Assigned task
Each line of the data below either holds "gamma" or does not. Report how many do, and only that.

[[ Extracted material open ]]

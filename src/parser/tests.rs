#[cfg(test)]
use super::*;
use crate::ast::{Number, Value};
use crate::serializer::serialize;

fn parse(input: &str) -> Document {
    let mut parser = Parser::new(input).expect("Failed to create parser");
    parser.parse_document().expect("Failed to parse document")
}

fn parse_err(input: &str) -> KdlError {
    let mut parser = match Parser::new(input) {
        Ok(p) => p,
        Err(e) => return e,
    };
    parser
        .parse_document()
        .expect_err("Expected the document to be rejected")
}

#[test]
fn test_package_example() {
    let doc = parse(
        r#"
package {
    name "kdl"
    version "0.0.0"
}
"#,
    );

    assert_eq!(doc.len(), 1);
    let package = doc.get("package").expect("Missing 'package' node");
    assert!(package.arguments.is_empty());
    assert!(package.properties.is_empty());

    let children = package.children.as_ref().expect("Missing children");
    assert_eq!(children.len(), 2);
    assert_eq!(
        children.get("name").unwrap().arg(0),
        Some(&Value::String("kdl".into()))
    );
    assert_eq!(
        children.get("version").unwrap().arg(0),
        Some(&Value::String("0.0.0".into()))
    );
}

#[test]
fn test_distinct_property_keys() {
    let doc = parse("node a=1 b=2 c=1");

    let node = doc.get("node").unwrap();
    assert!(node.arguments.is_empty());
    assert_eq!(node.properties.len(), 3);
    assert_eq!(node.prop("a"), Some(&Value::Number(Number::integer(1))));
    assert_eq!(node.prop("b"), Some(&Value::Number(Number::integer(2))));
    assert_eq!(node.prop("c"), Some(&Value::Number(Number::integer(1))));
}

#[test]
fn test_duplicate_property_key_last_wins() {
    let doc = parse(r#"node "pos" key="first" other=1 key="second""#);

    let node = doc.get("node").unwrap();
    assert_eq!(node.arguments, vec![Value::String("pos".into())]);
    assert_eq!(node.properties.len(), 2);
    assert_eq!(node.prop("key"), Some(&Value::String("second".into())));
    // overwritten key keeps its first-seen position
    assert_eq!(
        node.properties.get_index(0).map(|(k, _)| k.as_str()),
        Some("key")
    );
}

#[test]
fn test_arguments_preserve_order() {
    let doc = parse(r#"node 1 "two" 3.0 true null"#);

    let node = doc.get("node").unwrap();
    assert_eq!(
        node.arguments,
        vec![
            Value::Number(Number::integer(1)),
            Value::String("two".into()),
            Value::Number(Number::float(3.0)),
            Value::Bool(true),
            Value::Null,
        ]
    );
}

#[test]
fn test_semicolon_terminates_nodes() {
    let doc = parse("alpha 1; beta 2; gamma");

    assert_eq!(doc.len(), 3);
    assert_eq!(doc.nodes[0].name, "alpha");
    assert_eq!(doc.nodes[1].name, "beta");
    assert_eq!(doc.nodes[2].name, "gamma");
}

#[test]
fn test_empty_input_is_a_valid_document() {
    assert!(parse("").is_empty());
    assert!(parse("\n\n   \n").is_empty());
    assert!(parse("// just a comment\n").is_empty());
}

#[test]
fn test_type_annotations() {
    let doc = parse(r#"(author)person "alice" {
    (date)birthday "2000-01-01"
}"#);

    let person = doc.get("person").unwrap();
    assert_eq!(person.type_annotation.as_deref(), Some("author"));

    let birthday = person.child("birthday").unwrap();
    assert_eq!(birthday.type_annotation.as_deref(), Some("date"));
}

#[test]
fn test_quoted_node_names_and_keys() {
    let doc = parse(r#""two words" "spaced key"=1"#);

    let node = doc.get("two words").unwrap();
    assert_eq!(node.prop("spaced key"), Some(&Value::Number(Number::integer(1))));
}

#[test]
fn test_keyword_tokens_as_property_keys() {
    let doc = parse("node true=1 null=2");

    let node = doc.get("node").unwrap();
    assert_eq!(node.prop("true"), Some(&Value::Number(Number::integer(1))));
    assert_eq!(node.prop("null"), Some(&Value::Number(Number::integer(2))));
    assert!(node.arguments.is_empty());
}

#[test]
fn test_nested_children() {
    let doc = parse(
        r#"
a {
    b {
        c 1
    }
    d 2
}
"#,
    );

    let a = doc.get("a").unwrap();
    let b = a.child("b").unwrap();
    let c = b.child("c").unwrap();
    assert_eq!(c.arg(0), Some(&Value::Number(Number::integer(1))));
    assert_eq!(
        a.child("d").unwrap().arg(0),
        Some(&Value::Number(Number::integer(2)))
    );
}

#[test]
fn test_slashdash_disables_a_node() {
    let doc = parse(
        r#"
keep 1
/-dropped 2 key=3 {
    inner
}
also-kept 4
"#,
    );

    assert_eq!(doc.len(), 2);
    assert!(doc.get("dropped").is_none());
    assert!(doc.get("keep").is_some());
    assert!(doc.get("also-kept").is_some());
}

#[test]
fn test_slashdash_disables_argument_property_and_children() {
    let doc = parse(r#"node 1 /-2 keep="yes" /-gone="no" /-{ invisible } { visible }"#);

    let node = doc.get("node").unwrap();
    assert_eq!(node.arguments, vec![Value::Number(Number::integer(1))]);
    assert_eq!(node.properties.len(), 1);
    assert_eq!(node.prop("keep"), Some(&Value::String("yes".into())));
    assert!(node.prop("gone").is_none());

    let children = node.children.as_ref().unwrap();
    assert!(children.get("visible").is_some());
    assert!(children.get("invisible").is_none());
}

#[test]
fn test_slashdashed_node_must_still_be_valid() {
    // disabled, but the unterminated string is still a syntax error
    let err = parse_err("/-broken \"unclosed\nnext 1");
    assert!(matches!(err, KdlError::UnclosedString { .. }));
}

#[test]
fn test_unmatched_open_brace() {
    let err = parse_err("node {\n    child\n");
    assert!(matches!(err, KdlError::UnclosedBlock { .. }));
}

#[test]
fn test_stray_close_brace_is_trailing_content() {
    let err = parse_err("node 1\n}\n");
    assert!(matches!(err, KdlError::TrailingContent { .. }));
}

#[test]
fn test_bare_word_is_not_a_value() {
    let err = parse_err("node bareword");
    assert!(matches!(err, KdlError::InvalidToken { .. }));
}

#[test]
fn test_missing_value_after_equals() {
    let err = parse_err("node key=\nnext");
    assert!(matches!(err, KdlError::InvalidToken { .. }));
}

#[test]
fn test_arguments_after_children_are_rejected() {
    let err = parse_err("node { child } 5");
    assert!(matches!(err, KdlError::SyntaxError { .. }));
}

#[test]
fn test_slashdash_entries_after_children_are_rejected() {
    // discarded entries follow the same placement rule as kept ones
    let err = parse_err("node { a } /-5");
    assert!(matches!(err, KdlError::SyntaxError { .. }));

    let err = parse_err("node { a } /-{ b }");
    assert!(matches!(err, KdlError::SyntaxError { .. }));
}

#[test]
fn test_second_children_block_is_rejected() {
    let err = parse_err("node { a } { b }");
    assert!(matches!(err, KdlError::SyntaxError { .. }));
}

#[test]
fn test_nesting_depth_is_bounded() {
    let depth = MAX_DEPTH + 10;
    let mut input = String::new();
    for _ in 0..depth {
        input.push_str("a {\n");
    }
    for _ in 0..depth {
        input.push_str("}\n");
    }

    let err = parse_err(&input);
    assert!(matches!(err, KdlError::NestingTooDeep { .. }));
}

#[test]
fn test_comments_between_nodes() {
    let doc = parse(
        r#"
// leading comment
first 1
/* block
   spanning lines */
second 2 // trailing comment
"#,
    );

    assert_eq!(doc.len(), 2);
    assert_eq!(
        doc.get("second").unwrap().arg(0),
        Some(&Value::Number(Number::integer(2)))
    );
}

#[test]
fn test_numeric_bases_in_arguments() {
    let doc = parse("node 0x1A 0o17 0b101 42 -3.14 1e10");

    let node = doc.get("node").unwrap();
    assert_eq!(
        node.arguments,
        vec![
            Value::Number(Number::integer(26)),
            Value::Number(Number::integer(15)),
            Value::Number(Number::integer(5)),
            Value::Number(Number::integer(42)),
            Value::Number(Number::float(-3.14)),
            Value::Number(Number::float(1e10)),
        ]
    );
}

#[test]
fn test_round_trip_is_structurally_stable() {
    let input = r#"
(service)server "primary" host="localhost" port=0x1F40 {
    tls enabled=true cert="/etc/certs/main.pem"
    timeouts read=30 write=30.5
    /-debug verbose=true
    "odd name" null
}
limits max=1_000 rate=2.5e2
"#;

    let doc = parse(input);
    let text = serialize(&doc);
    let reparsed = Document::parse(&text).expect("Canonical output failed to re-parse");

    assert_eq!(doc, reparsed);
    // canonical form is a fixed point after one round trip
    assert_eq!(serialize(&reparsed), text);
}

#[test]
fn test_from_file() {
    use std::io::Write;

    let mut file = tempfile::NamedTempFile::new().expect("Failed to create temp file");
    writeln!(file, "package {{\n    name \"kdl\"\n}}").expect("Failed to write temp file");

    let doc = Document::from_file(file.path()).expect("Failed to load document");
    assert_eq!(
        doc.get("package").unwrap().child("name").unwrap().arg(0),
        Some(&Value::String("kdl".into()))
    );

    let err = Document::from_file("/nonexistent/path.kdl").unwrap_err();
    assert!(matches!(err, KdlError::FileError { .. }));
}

[[ Extracted material closed ]]

Answer section
2